***** Records for processing *****

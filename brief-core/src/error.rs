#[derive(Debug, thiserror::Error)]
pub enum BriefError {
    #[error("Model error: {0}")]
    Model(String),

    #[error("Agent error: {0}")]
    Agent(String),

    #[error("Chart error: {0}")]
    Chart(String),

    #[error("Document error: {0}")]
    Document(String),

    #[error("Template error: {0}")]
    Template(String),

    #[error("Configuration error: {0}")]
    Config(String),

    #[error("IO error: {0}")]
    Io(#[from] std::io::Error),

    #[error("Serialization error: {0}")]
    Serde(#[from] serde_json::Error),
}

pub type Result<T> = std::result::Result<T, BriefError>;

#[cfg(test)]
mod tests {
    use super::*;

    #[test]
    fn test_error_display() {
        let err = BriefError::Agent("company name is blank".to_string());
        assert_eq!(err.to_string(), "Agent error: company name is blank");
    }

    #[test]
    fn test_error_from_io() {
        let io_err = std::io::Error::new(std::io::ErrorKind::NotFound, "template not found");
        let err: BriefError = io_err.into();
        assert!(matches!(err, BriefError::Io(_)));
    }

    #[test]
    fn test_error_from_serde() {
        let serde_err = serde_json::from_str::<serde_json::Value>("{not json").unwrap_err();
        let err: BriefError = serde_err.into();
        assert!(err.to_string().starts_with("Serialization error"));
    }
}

*****

▶ **What is expected**:
An exact repetition of all the records above is required.

▶ **Output**:
filename brief-core/src/error.rs
#[derive(Debug, thiserror::Error)]
pub enum BriefError {
    #[error("Model error: {0}")]
    Model(String),

    #[error("Agent error: {0}")]
    Agent(String),

    #[error("Chart error: {0}")]
    Chart(String),

    #[error("Document error: {0}")]
    Document(String),

    #[error("Template error: {0}")]
    Template(String),

    #[error("Configuration error: {0}")]
    Config(String),

    #[error("IO error: {0}")]
    Io(#[from] std::io::Error),

    #[error("Serialization error: {0}")]
    Serde(#[from] serde_json::Error),
}

pub type Result<T> = std::result::Result<T, BriefError>;

#[cfg(test)]
mod tests {
    use super::*;

    #[test]
    fn test_error_display() {
        let err = BriefError::Agent("company name is blank".to_string());
        assert_eq!(err.to_string(), "Agent error: company name is blank");
    }

    #[test]
    fn test_error_from_io() {
        let io_err = std::io::Error::new(std::io::ErrorKind::NotFound, "template not found");
        let err: BriefError = io_err.into();
        assert!(matches!(err, BriefError::Io(_)));
    }

    #[test]
    fn test_error_from_serde() {
        let serde_err = serde_json::from_str::<serde_json::Value>("{not json").unwrap_err();
        let err: BriefError = serde_err.into();
        assert!(err.to_string().starts_with("Serialization error"));
    }
}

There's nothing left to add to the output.